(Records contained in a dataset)
──────────────────────────────
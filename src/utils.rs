/// Module utilitaire pour les fonctions partagées
use chrono::{DateTime, NaiveDateTime, Utc};

/// Formate un timestamp en secondes en format lisible
///
/// EXEMPLE:
/// 1700000000 → "2023-11-14 22:13:20"
pub fn format_timestamp(timestamp_secs: i64) -> String {
    if let Some(datetime_utc) = DateTime::<Utc>::from_timestamp(timestamp_secs, 0) {
        datetime_utc.format("%Y-%m-%d %H:%M:%S").to_string()
    } else {
        "Invalid timestamp".to_string()
    }
}

/// Parse une date YYYY-MM-DD en horodatage UTC à minuit
pub fn parse_date(date_str: &str) -> anyhow::Result<DateTime<Utc>> {
    let naive_date = NaiveDateTime::parse_from_str(
        &(date_str.to_string() + " 00:00:00"),
        "%Y-%m-%d %H:%M:%S",
    )?;
    Ok(DateTime::<Utc>::from_naive_utc_and_offset(naive_date, Utc))
}
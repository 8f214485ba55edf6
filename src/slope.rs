/// Module de l'indicateur de pente
///
/// La différence nominale entre l'instant courant et le précédent.
/// Les intervalles étant constants, cette différence est la pente du
/// changement de prix.
use crate::errors::Result;
use crate::growing_array::GrowingArray;
use crate::indicator::{Indicator, IndicatorKind, SeriesReader, Upstream, tail_iterate, tail_slice};
use crate::pricing::CandleComponent;

const TAIL_SIZE: usize = 2;

pub(crate) struct SlopeParams {
    pub reader: SeriesReader,
}

impl Indicator {
    /// Pente d'une dépendance de largeur 1
    ///
    /// Pour l'instant 0, la différence se fait avec la valeur initiale
    /// de la source amont; sans valeur initiale, la pente vaut NaN.
    pub fn slope(parent: impl Into<Upstream>, component: Option<CandleComponent>) -> Result<Indicator> {
        let upstream = parent.into();
        let reader = SeriesReader::new(upstream.clone(), component)?;
        Indicator::build(IndicatorKind::Slope(SlopeParams { reader }), vec![upstream])
    }
}

pub(crate) fn update(
    params: &SlopeParams,
    data: &mut GrowingArray<f64>,
    start: usize,
    end: usize,
) -> Result<()> {
    let values = tail_slice(&params.reader, start, end, TAIL_SIZE)?;
    for window in tail_iterate(values.len(), start, end, TAIL_SIZE) {
        let value = if window.incomplete {
            match params.reader.initial() {
                None => f64::NAN,
                Some(initial) => values[window.tail_start] - initial,
            }
        } else {
            values[window.tail_end - 1] - values[window.tail_start]
        };
        data.set(window.index, &[value])?;
    }
    Ok(())
}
──────────────────────────────
All lines above are to be transcribed exactly.

filename src/utils.rs
/// Module utilitaire pour les fonctions partagées
use chrono::{DateTime, NaiveDateTime, Utc};

/// Formate un timestamp en secondes en format lisible
///
/// EXEMPLE:
/// 1700000000 → "2023-11-14 22:13:20"
pub fn format_timestamp(timestamp_secs: i64) -> String {
    if let Some(datetime_utc) = DateTime::<Utc>::from_timestamp(timestamp_secs, 0) {
        datetime_utc.format("%Y-%m-%d %H:%M:%S").to_string()
    } else {
        "Invalid timestamp".to_string()
    }
}

/// Parse une date YYYY-MM-DD en horodatage UTC à minuit
pub fn parse_date(date_str: &str) -> anyhow::Result<DateTime<Utc>> {
    let naive_date = NaiveDateTime::parse_from_str(
        &(date_str.to_string() + " 00:00:00"),
        "%Y-%m-%d %H:%M:%S",
    )?;
    Ok(DateTime::<Utc>::from_naive_utc_and_offset(naive_date, Utc))
}
repository 8f214485ba55edf6
filename src/slope.rs
/// Module de l'indicateur de pente
///
/// La différence nominale entre l'instant courant et le précédent.
/// Les intervalles étant constants, cette différence est la pente du
/// changement de prix.
use crate::errors::Result;
use crate::growing_array::GrowingArray;
use crate::indicator::{Indicator, IndicatorKind, SeriesReader, Upstream, tail_iterate, tail_slice};
use crate::pricing::CandleComponent;

const TAIL_SIZE: usize = 2;

pub(crate) struct SlopeParams {
    pub reader: SeriesReader,
}

impl Indicator {
    /// Pente d'une dépendance de largeur 1
    ///
    /// Pour l'instant 0, la différence se fait avec la valeur initiale
    /// de la source amont; sans valeur initiale, la pente vaut NaN.
    pub fn slope(parent: impl Into<Upstream>, component: Option<CandleComponent>) -> Result<Indicator> {
        let upstream = parent.into();
        let reader = SeriesReader::new(upstream.clone(), component)?;
        Indicator::build(IndicatorKind::Slope(SlopeParams { reader }), vec![upstream])
    }
}

pub(crate) fn update(
    params: &SlopeParams,
    data: &mut GrowingArray<f64>,
    start: usize,
    end: usize,
) -> Result<()> {
    let values = tail_slice(&params.reader, start, end, TAIL_SIZE)?;
    for window in tail_iterate(values.len(), start, end, TAIL_SIZE) {
        let value = if window.incomplete {
            match params.reader.initial() {
                None => f64::NAN,
                Some(initial) => values[window.tail_start] - initial,
            }
        } else {
            values[window.tail_end - 1] - values[window.tail_start]
        };
        data.set(window.index, &[value])?;
    }
    Ok(())
}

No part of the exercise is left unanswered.